§ WHAT YOU ARE ASKED TO DO
Search the entries for the word "facing" and pull out each line that has it.

§ SOURCE DATA
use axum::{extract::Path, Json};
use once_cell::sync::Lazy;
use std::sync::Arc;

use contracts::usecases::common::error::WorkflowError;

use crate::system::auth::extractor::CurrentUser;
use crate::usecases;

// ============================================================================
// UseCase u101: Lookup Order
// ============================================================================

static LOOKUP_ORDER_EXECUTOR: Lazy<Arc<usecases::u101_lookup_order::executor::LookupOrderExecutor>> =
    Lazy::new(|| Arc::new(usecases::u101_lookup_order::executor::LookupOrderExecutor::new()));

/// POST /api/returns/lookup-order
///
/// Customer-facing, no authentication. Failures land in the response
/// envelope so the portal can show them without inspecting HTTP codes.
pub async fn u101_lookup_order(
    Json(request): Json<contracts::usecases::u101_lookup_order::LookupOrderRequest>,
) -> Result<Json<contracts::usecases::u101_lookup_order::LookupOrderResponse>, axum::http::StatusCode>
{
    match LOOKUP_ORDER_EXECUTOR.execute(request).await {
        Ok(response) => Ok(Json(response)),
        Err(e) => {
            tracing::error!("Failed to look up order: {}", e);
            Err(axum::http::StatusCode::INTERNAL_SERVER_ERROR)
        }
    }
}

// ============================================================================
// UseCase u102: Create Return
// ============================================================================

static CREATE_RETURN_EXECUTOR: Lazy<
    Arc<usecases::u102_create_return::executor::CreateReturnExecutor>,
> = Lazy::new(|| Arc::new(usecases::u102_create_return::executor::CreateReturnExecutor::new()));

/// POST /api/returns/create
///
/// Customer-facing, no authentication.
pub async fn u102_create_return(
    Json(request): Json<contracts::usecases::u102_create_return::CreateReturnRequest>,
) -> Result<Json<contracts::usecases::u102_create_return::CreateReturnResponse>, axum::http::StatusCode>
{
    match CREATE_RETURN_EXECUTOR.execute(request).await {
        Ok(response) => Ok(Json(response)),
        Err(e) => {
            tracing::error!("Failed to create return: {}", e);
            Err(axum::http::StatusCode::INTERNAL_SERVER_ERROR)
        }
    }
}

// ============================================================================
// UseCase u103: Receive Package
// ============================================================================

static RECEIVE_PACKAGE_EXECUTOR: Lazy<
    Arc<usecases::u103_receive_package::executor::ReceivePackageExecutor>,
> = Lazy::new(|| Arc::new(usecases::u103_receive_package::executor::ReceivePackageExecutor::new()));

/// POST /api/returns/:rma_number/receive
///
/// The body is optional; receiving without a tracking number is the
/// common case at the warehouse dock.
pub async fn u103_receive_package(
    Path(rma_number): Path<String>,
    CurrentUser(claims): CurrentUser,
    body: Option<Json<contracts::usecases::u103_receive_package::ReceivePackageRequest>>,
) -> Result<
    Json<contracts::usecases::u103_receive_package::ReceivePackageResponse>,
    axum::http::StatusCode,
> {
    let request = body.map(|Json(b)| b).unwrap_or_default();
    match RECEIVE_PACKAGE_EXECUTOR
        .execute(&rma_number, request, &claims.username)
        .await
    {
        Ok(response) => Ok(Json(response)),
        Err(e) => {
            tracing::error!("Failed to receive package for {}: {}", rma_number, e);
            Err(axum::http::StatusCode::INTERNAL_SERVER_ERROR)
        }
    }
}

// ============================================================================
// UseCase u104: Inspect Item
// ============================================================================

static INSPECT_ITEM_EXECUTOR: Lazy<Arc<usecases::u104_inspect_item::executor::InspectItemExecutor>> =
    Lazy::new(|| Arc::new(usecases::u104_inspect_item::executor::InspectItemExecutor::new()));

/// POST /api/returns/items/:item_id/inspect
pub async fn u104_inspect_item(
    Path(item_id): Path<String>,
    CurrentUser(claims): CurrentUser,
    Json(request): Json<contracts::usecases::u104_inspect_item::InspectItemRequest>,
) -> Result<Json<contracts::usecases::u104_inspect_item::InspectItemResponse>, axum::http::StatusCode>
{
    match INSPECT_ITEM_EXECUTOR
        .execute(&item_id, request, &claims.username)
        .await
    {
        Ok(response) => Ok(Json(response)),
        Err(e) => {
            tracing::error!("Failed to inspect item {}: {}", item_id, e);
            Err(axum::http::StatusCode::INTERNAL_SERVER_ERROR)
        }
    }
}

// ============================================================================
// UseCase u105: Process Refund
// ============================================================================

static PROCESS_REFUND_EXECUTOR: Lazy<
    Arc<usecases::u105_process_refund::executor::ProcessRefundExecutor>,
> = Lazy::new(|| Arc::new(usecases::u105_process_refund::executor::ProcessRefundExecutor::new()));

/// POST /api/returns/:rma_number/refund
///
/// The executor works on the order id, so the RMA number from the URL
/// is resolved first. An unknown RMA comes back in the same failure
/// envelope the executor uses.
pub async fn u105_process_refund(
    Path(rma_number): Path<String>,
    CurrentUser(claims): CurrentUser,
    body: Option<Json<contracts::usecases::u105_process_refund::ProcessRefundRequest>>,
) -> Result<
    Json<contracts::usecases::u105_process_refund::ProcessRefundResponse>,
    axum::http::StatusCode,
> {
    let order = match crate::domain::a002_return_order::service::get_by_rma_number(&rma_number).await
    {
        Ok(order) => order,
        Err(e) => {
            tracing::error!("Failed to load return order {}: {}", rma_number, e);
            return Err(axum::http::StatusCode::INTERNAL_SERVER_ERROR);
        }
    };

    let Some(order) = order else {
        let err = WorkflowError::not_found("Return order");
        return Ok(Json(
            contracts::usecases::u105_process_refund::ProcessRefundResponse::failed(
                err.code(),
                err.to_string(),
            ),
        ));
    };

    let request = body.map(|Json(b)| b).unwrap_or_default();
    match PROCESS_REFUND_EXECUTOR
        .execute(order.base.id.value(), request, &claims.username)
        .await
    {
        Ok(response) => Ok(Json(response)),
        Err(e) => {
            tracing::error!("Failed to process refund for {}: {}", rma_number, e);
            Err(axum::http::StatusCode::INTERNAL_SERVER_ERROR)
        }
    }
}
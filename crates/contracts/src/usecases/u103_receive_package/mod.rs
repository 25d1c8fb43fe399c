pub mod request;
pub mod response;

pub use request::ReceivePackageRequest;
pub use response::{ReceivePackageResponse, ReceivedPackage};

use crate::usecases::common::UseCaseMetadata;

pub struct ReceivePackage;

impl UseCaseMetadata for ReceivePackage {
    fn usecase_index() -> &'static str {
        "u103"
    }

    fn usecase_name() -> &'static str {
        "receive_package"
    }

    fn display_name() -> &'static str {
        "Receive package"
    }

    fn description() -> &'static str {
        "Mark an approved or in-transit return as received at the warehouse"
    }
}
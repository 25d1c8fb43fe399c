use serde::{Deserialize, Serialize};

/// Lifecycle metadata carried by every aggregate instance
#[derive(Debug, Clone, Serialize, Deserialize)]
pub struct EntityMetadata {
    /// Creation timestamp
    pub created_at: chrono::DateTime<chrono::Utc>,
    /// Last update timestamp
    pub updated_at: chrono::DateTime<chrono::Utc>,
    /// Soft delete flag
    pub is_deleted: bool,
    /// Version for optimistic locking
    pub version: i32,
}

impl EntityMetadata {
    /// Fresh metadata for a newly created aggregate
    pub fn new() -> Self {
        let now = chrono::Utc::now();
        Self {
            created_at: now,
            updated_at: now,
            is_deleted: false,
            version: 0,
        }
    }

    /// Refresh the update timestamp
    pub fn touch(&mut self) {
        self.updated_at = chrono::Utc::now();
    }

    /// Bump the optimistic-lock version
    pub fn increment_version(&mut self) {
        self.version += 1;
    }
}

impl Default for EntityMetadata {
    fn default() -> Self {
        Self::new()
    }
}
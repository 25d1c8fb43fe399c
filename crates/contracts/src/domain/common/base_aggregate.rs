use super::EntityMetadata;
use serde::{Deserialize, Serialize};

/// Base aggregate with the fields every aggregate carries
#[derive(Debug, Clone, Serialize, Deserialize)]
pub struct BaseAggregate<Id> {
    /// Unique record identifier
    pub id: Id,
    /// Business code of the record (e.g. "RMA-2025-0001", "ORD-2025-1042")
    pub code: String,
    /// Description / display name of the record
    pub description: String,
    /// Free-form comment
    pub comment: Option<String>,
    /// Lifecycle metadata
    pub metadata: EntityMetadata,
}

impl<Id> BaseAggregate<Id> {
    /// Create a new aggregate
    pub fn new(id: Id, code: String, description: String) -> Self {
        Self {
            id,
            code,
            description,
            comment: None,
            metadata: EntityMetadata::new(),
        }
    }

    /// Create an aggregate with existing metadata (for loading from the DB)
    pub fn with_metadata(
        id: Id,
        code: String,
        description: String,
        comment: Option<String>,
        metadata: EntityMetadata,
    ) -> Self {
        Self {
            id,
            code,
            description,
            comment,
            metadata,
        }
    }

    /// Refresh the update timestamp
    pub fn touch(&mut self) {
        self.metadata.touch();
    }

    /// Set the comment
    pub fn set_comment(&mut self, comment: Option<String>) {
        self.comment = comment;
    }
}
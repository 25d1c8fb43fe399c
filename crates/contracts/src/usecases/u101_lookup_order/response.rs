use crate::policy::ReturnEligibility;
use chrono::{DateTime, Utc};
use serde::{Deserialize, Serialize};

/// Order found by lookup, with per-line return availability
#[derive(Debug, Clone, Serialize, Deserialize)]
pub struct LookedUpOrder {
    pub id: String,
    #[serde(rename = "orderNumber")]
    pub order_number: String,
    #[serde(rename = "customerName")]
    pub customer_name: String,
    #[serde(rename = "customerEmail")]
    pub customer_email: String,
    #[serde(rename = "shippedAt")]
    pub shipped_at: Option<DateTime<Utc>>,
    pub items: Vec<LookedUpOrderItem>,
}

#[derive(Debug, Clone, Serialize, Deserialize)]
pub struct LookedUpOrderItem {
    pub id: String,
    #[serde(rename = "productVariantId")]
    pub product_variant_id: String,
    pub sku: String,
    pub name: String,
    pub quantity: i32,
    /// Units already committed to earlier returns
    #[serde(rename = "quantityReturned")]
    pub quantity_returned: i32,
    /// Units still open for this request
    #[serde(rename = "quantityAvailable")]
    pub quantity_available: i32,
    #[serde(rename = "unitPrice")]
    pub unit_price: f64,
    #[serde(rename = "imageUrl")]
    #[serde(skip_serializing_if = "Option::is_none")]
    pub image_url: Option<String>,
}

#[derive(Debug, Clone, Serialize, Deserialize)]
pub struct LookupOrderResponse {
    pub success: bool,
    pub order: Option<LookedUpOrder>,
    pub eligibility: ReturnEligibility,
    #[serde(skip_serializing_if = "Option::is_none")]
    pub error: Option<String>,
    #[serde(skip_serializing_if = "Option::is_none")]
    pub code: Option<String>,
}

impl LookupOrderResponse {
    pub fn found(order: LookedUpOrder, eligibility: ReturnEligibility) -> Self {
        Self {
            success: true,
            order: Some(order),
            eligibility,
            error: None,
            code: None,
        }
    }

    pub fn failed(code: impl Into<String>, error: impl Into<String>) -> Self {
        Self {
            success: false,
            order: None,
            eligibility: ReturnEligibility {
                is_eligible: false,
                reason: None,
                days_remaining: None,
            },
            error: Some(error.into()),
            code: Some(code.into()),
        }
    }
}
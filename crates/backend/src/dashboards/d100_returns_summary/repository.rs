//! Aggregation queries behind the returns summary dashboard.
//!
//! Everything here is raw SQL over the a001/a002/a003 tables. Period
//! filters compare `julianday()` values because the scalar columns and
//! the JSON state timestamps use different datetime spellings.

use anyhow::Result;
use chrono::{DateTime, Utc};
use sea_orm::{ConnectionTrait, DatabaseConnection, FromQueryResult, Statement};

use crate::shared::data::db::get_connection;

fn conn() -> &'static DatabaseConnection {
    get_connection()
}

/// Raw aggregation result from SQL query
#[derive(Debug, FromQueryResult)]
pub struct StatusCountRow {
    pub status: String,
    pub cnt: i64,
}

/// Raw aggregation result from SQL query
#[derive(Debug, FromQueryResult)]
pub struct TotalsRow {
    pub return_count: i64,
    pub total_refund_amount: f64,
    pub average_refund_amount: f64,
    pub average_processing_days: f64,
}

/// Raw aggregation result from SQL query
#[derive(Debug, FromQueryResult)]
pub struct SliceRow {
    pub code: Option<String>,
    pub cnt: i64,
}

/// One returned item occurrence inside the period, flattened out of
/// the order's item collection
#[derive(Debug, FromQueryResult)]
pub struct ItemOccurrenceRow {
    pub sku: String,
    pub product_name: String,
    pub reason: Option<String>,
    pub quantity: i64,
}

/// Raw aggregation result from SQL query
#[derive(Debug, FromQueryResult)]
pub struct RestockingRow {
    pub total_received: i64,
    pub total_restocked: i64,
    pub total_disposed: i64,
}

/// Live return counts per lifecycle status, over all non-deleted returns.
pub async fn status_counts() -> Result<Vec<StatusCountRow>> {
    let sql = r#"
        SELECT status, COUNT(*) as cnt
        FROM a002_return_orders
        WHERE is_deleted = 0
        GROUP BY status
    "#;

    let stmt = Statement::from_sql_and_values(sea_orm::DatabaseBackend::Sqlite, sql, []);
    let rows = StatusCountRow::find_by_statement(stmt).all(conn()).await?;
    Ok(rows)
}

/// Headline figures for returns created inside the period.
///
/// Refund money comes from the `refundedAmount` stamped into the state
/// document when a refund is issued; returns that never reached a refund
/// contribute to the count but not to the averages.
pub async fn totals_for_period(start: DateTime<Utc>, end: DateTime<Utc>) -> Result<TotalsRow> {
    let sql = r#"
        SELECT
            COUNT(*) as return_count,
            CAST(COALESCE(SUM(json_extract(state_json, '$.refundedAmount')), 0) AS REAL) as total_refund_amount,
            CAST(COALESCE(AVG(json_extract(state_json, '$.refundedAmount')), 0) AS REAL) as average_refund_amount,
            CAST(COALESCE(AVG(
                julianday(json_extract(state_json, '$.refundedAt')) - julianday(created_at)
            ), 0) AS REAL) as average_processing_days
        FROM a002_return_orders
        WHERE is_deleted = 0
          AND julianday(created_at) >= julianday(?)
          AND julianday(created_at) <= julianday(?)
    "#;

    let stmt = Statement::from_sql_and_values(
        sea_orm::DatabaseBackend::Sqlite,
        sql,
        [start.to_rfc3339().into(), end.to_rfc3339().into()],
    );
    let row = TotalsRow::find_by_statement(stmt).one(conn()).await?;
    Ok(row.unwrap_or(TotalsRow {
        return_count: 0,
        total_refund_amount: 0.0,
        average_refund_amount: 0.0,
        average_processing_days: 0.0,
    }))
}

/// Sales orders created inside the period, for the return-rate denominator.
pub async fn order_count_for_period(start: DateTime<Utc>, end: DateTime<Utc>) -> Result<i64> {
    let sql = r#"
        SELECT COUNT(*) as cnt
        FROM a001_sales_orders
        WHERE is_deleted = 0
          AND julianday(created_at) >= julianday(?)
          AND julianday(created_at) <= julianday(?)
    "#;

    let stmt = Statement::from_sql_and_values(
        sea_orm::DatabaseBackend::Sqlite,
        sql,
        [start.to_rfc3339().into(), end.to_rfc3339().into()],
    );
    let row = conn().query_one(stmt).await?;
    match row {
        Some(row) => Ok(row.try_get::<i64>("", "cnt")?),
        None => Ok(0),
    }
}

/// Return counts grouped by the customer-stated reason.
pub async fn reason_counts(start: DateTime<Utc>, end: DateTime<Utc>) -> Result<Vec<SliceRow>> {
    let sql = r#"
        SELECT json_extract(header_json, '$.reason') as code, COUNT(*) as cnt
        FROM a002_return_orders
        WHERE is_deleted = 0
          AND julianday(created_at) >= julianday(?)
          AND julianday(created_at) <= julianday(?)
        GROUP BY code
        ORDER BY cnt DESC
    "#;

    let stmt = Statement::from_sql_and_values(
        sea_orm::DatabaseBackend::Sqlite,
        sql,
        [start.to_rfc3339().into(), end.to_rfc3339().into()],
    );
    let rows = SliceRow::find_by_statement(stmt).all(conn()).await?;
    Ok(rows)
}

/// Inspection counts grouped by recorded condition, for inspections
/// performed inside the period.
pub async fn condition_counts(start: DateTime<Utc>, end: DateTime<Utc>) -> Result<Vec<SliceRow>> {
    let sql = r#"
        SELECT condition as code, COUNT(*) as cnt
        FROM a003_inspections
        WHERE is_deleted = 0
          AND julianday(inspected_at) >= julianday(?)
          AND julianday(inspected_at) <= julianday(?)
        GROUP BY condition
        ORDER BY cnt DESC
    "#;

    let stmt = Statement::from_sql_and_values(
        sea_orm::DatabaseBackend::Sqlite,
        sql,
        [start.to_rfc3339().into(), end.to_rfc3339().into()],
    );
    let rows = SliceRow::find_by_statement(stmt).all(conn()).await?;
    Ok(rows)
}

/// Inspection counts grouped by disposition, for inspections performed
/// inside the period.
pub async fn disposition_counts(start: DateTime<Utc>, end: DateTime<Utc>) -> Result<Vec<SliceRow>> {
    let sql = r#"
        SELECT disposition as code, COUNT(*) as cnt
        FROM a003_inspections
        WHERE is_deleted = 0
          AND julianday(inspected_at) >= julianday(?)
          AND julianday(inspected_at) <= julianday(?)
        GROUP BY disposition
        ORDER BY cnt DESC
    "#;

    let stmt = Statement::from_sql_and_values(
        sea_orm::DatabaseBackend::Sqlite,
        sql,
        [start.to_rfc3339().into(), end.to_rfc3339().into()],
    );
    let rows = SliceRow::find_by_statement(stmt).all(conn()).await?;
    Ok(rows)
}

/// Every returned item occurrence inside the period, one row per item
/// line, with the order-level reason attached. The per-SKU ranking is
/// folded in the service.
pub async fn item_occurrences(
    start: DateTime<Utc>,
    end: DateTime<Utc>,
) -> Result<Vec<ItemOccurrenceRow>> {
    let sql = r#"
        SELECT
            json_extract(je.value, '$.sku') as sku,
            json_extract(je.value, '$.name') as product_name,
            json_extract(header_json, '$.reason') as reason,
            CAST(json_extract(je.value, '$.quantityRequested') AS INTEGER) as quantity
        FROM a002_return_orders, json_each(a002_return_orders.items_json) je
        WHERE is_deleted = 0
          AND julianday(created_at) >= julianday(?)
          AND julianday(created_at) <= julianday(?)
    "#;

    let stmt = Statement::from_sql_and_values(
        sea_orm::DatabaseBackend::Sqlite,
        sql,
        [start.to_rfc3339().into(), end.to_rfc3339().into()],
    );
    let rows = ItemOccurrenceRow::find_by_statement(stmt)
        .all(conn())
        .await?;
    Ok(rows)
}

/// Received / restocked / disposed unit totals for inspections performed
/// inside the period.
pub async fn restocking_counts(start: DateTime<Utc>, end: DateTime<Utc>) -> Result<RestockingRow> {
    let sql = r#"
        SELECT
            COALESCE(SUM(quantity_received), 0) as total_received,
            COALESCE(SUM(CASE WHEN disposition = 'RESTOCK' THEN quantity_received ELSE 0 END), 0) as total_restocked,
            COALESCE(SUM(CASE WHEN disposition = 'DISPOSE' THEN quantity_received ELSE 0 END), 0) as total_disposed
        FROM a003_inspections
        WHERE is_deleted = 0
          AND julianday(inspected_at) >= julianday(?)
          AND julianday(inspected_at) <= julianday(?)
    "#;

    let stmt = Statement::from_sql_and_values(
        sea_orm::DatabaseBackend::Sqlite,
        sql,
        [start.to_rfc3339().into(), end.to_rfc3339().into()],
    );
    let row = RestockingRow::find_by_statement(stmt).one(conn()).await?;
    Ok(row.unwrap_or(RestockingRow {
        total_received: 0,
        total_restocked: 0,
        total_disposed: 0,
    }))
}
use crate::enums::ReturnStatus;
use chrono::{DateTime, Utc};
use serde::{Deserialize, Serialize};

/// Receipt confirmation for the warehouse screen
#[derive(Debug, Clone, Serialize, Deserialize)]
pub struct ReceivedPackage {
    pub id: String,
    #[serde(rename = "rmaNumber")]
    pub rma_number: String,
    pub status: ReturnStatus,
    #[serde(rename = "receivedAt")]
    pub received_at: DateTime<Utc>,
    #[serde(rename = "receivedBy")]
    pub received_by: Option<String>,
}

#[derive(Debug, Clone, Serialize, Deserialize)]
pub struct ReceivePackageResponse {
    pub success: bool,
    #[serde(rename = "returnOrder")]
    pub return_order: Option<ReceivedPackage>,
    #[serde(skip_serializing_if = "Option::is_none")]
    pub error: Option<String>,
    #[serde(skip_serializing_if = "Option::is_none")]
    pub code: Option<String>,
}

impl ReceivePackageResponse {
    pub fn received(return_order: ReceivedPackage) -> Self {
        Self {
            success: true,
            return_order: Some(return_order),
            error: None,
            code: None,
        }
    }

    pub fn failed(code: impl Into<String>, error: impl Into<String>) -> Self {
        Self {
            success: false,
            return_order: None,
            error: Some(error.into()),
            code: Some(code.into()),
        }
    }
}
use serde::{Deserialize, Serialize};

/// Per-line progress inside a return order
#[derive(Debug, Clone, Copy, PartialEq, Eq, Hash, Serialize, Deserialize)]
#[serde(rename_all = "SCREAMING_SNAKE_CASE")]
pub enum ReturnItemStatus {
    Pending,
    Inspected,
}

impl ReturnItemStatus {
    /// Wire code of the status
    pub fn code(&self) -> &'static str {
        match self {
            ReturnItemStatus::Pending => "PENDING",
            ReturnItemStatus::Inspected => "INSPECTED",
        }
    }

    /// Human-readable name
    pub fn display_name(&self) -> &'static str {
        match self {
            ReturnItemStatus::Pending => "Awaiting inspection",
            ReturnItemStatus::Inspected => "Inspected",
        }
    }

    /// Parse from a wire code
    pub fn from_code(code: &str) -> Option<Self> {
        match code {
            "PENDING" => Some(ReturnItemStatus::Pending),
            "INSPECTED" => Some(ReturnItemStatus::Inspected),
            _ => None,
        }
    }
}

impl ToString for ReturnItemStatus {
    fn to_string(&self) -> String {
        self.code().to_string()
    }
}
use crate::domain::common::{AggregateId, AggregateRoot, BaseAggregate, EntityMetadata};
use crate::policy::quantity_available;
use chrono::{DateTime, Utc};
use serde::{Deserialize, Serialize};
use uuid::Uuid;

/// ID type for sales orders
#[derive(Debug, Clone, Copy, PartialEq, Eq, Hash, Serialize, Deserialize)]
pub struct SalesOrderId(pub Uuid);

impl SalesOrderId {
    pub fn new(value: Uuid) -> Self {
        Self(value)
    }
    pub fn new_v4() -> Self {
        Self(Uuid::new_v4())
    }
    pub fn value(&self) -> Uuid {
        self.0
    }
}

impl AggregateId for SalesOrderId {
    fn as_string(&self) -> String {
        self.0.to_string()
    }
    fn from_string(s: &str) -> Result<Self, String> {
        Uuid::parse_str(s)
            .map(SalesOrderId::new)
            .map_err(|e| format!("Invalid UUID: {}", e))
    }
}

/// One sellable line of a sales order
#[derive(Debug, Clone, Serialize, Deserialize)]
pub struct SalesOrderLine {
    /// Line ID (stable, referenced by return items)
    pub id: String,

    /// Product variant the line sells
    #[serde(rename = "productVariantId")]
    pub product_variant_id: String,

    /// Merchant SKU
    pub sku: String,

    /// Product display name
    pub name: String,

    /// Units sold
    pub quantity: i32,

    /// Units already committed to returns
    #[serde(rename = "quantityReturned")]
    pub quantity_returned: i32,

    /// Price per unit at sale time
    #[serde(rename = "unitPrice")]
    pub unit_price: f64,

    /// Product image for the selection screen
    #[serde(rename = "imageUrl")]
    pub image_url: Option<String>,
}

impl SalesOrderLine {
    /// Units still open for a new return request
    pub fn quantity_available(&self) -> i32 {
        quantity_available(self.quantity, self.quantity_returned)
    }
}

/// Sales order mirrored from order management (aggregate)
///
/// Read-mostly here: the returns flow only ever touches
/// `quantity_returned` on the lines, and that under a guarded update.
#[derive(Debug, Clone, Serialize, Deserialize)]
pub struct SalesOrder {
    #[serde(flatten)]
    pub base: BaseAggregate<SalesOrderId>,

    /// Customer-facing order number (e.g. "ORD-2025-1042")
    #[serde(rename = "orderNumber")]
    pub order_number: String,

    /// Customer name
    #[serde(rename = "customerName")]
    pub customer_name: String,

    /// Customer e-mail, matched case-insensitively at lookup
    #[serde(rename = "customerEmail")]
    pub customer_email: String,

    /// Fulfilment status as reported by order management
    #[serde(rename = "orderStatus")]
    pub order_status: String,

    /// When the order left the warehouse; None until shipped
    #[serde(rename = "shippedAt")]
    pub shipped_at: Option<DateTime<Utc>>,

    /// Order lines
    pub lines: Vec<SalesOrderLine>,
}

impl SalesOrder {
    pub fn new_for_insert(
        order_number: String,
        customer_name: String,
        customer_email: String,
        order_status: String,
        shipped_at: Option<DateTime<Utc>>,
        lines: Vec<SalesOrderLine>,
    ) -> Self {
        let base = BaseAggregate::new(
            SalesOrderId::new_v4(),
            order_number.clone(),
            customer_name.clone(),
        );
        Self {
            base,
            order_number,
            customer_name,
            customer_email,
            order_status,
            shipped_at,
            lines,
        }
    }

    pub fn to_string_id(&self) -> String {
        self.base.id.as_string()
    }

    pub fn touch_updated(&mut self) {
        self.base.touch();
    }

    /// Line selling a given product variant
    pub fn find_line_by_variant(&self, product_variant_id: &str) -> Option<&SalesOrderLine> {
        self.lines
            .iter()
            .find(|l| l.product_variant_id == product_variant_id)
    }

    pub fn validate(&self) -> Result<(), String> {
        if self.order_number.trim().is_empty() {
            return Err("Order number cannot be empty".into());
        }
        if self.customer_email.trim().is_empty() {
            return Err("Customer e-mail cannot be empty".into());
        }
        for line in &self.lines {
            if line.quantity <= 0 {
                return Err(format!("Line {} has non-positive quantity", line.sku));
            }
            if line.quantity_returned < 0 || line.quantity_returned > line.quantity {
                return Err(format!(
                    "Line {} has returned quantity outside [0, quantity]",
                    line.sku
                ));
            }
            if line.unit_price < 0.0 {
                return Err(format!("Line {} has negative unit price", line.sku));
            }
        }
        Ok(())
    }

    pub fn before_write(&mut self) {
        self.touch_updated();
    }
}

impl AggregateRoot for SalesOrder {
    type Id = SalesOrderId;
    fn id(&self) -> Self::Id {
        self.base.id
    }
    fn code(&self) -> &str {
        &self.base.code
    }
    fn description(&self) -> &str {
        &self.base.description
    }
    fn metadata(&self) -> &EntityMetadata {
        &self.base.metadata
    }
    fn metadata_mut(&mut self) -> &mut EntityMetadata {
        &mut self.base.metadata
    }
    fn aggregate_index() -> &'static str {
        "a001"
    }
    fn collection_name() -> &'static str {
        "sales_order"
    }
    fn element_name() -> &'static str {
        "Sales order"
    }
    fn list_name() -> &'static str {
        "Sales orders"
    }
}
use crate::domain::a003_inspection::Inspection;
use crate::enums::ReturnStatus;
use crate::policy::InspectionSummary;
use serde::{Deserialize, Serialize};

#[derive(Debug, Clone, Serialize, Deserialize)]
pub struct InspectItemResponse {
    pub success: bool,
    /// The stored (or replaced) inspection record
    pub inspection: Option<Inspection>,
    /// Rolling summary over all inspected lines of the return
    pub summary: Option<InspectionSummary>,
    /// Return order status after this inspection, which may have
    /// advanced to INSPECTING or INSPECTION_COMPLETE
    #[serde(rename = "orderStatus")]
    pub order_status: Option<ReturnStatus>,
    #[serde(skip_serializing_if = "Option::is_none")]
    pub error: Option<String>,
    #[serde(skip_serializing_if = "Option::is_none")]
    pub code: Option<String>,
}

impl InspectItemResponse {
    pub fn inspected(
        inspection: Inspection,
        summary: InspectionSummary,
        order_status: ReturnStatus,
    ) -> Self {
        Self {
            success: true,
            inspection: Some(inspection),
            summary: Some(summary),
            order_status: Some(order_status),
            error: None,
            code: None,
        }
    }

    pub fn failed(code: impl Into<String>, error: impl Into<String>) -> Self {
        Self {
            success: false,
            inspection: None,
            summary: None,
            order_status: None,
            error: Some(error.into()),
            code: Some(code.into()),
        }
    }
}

§ ANSWER
/// Customer-facing, no authentication. Failures land in the response
/// Customer-facing, no authentication.
    /// Customer-facing order number (e.g. "ORD-2025-1042")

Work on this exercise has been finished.